3.7. The Need for Buffers 

It should be remembered that it is pointless to add a buffer if the components of the reaction mixture are already highly buffering. Glycolytic intermediates, for example, are phosphate esters, and adjusting them to a pH near 7 creates a buffered solution.

3.8. Chemical Reactivity 

It is often important to use buffering species that will not react chemically under the conditions of an experiment. Hence an experiment to acylate amino groups of proteins should use a buffer whose basic component has as low a nucleophilic reactivity as possible. Exclusion of primary amines, such as Tris, may be all that is needed. But extreme conditions may demand introduction of steric hindrance; eg, 2,6-dimethylpyridine has a pKa close to that of pyridine but vastly less nucleophilic reactivity because the methyl groups have little steric effect on protonation of the nitrogen atom but greatly slow its reaction with larger molecules.

 Another form of reactivity is the possibility of precipitating desired components in the solution, eg, cations such as Ca²⁺, by phosphate. Occasionally, reactivity may even be of advantage. Urea is often used as a protein denaturant but, if kept for long in concentrated solution, especially at raised temperatures, its equilibration 

can produce about 20-mM cyanate (CNO^–) from 8 M urea (3). The harm in this is the reverse reaction, because the cyanate can carbamoylate lysine residues in proteins, forming uncharged ureas and destabilizing the folded protein.
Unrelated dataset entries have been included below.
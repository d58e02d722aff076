//! Connection status for the UI
//!
//! Polled on a non-real-time timer. Purely observational: it forwards the
//! device manager's state, remembers the last value so subscribers only hear
//! about changes, and formats the labels the UI shows.

use parking_lot::{Mutex, RwLock};
use std::sync::Arc;
use std::time::Duration;
use tracing::{debug, info};

use crate::device::{ConnectionState, DeviceManager};
use crate::dispatch::MidiActivity;

/// Default status poll cadence
pub const DEFAULT_STATUS_INTERVAL: Duration = Duration::from_secs(1);

/// Anything able to report a connection state
pub trait ConnectionSource: Send + Sync {
    fn connection_state(&self) -> ConnectionState;
}

impl ConnectionSource for DeviceManager {
    fn connection_state(&self) -> ConnectionState {
        DeviceManager::connection_state(self)
    }
}

/// RGB colour as `0xRRGGBB`
#[derive(Debug, Clone, Copy, PartialEq, Eq)]
pub struct Rgb(pub u32);

impl Rgb {
    pub fn hex(&self) -> String {
        format!("#{:06x}", self.0)
    }
}

/// What the status label shows
#[derive(Debug, Clone, PartialEq, Eq)]
pub struct StatusDisplay {
    pub text: &'static str,
    pub color: Rgb,
}

impl StatusDisplay {
    pub fn for_state(state: ConnectionState) -> Self {
        match state {
            ConnectionState::Connected => Self {
                text: "MIDI Controller: Connected",
                color: Rgb(0x88b4b4),
            },
            ConnectionState::Disconnected => Self {
                text: "MIDI Controller: Disconnected",
                color: Rgb(0x85827a),
            },
        }
    }
}

/// Label for the last received control change
pub fn cc_label(activity: &MidiActivity) -> String {
    match activity.last_cc() {
        Some((controller, value)) => format!("MIDI CC: {} Value: {}", controller, value),
        None => "MIDI CC: 0".to_string(),
    }
}

/// Callback invoked when the polled state changes
pub type StatusCallback = Arc<dyn Fn(ConnectionState) + Send + Sync>;

/// Periodic status forwarder
pub struct StatusPublisher {
    source: Arc<dyn ConnectionSource>,
    last: Mutex<Option<ConnectionState>>,
    callbacks: RwLock<Vec<StatusCallback>>,
}

impl StatusPublisher {
    pub fn new(source: Arc<dyn ConnectionSource>) -> Self {
        Self {
            source,
            last: Mutex::new(None),
            callbacks: RwLock::new(Vec::new()),
        }
    }

    /// Read the current state, notifying subscribers if it changed
    pub fn poll(&self) -> ConnectionState {
        let state = self.source.connection_state();

        let changed = {
            let mut last = self.last.lock();
            let changed = *last != Some(state);
            *last = Some(state);
            changed
        };

        if changed {
            let status_display = StatusDisplay::for_state(state);
            info!("{} ({})", status_display.text, status_display.color.hex());
            for callback in self.callbacks.read().iter() {
                callback(state);
            }
        }

        state
    }

    /// Display for the most recently polled state
    pub fn display(&self) -> StatusDisplay {
        let state = self.last.lock().unwrap_or(ConnectionState::Disconnected);
        StatusDisplay::for_state(state)
    }

    pub fn subscribe(&self, callback: StatusCallback) {
        debug!("Status publisher: new subscription");
        self.callbacks.write().push(callback);
    }
}

#[cfg(test)]
mod tests {
    use super::*;
    use std::sync::atomic::{AtomicBool, AtomicUsize, Ordering};

    #[derive(Default)]
    struct FakeSource {
        connected: AtomicBool,
    }

    impl ConnectionSource for FakeSource {
        fn connection_state(&self) -> ConnectionState {
            if self.connected.load(Ordering::SeqCst) {
                ConnectionState::Connected
            } else {
                ConnectionState::Disconnected
            }
        }
    }

    #[test]
    fn test_poll_forwards_state() {
        let source = Arc::new(FakeSource::default());
        let publisher = StatusPublisher::new(source.clone());

        assert_eq!(publisher.poll(), ConnectionState::Disconnected);

        source.connected.store(true, Ordering::SeqCst);
        assert_eq!(publisher.poll(), ConnectionState::Connected);
        assert_eq!(publisher.display().text, "MIDI Controller: Connected");

        source.connected.store(false, Ordering::SeqCst);
        assert_eq!(publisher.poll(), ConnectionState::Disconnected);
        assert_eq!(publisher.display().color, Rgb(0x85827a));
    }

    #[test]
    fn test_subscribers_hear_changes_only() {
        let source = Arc::new(FakeSource::default());
        let publisher = StatusPublisher::new(source.clone());
        let count = Arc::new(AtomicUsize::new(0));
        let count_clone = count.clone();
        publisher.subscribe(Arc::new(move |_| {
            count_clone.fetch_add(1, Ordering::SeqCst);
        }));

        publisher.poll();
        publisher.poll();
        assert_eq!(count.load(Ordering::SeqCst), 1);

        source.connected.store(true, Ordering::SeqCst);
        publisher.poll();
        publisher.poll();
        assert_eq!(count.load(Ordering::SeqCst), 2);
    }

    #[test]
    fn test_display_before_first_poll() {
        let publisher = StatusPublisher::new(Arc::new(FakeSource::default()));
        assert_eq!(publisher.display().text, "MIDI Controller: Disconnected");
        assert_eq!(publisher.display().color.hex(), "#85827a");
    }

    #[test]
    fn test_cc_label() {
        let activity = MidiActivity::new();
        assert_eq!(cc_label(&activity), "MIDI CC: 0");
    }
}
This process is minimized if ammonium ions are present in the buffer as they compete with the protein for the cyanate. 3.9. “Good” Buffers  A number of buffers were recommended by Good and colleagues (4) for a variety of reasons. The most important was that both acidic and basic forms were charged and, therefore they could not rapidly permeate biological membranes. If organelles are suspended in a buffer without this feature, acetate, for example, molecules of acetic acid, but not acetate ions, may penetrate them and lower the internal pH below that of the external buffer. Many of the Good buffers have strongly acid groups, such as sulfonate,  -SO₃^– .An example is 2-morpholinoethanesulfonate (eq. 10); its sulfonate group renders it impermeant even when its nitrilo group is un-ionized. Other desirable characteristics of buffering species are also listed (4). For many purposes, transparency at UV wavelengths is necessary.

 Under other circumstances, the possession of a further charge can be a disadvantage. Ideally, buffers for ion-exchange chromatography possess only one species with a charge opposite in sign to that of the exchanger so that the equilibration of the exchanger can be followed by pH changes; for example, a buffer cation cannot adsorb to, or desorb from, the exchanger except by exchange with H+, which changes the pH.

4.  Metal-Ion Buffers

 The free concentration of many metal ions in biological media is very low, and it may be necessary to buffer it. The principles are exactly the same as those that apply to buffering [H+]. Some compound that binds the metal ion is introduced in roughly equal concentrations of the free and metal-bound forms. A substance that buffers in the correct concentration range can be chosen from a tabulation of binding constants (5).

A complication is that many of the compounds that ligate metal ions with suitable affinity also bind hydrons, resulting in competition between the cations for the ligand. This means that the affinity of the ligand for the metal ion varies with pH. The complex of the buffering species with the metal ion is often a chelate, so that two or more ligating groups are involved. Hence, the competition is not a simple 1:1 replacement, and the pH dependence of the net affinity may be complex.

References

1. J. F. Bunnett and R. A. Y. Jones (1988) Pure Appl. Chem. 60, 1115–1116. 

2. C. H. W. Hirs, S. Moore, and W. H. Stein (1952) J. Biol. Chem. 195, 669–683. 

3. G. R. Stark, W. H. Stein, and S. Moore (1960) J. Biol. Chem. 235, 3177–3181. 

4. N. E. Good and S. Izawa (1972) Methods Enzymol. 24, 53–68. 

5.  R. M. Smith and A. E. Martell (1974-89) Critical Stability Constants, vols. 1–6, Plenum Press, New York.